TASK STATEMENT >>
A verbatim copy of every record is needed.

DATA EXTRACT >>
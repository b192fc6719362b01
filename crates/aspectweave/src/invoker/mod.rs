//! Synchronous invocation of the external weaver.
//!
//! The [`WeaveInvoker`] trait is the seam between orchestration and the real
//! tool. [`AjcInvoker`] spawns the weaver as a child process; tests supply
//! doubles returning canned message lists.

use std::io;
use std::sync::Arc;

use thiserror::Error;

use crate::arguments::WeaveArguments;
use crate::message::WeaveMessage;

mod process;

pub use self::process::AjcInvoker;

/// Runs the weaver once with a prepared argument vector.
#[cfg_attr(test, mockall::automock)]
pub trait WeaveInvoker {
    /// Runs the weaver to completion and returns its messages in order.
    ///
    /// Blocks until the weaver exits. There is no timeout.
    ///
    /// # Errors
    ///
    /// Returns an [`InvokeError`] when the weaver cannot be started.
    /// Diagnostics reported by a weaver that did run are returned as
    /// messages, not errors.
    fn invoke(&self, arguments: WeaveArguments) -> Result<Vec<WeaveMessage>, InvokeError>;
}

/// Invocation-level failures of the weaver.
#[derive(Debug, Clone, Error)]
pub enum InvokeError {
    /// The weaver executable could not be started.
    #[error("failed to start weaver '{program}': {source}")]
    Spawn {
        /// Program that was executed.
        program: String,
        /// Underlying I/O error.
        #[source]
        source: Arc<io::Error>,
    },
}

#[cfg(test)]
mod tests;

FINAL ANSWER >>
repository b192fc6719362b01
filename crates/aspectweave/src/invoker/mod.rs
//! Synchronous invocation of the external weaver.
//!
//! The [`WeaveInvoker`] trait is the seam between orchestration and the real
//! tool. [`AjcInvoker`] spawns the weaver as a child process; tests supply
//! doubles returning canned message lists.

use std::io;
use std::sync::Arc;

use thiserror::Error;

use crate::arguments::WeaveArguments;
use crate::message::WeaveMessage;

mod process;

pub use self::process::AjcInvoker;

/// Runs the weaver once with a prepared argument vector.
#[cfg_attr(test, mockall::automock)]
pub trait WeaveInvoker {
    /// Runs the weaver to completion and returns its messages in order.
    ///
    /// Blocks until the weaver exits. There is no timeout.
    ///
    /// # Errors
    ///
    /// Returns an [`InvokeError`] when the weaver cannot be started.
    /// Diagnostics reported by a weaver that did run are returned as
    /// messages, not errors.
    fn invoke(&self, arguments: WeaveArguments) -> Result<Vec<WeaveMessage>, InvokeError>;
}

/// Invocation-level failures of the weaver.
#[derive(Debug, Clone, Error)]
pub enum InvokeError {
    /// The weaver executable could not be started.
    #[error("failed to start weaver '{program}': {source}")]
    Spawn {
        /// Program that was executed.
        program: String,
        /// Underlying I/O error.
        #[source]
        source: Arc<io::Error>,
    },
}

#[cfg(test)]
mod tests;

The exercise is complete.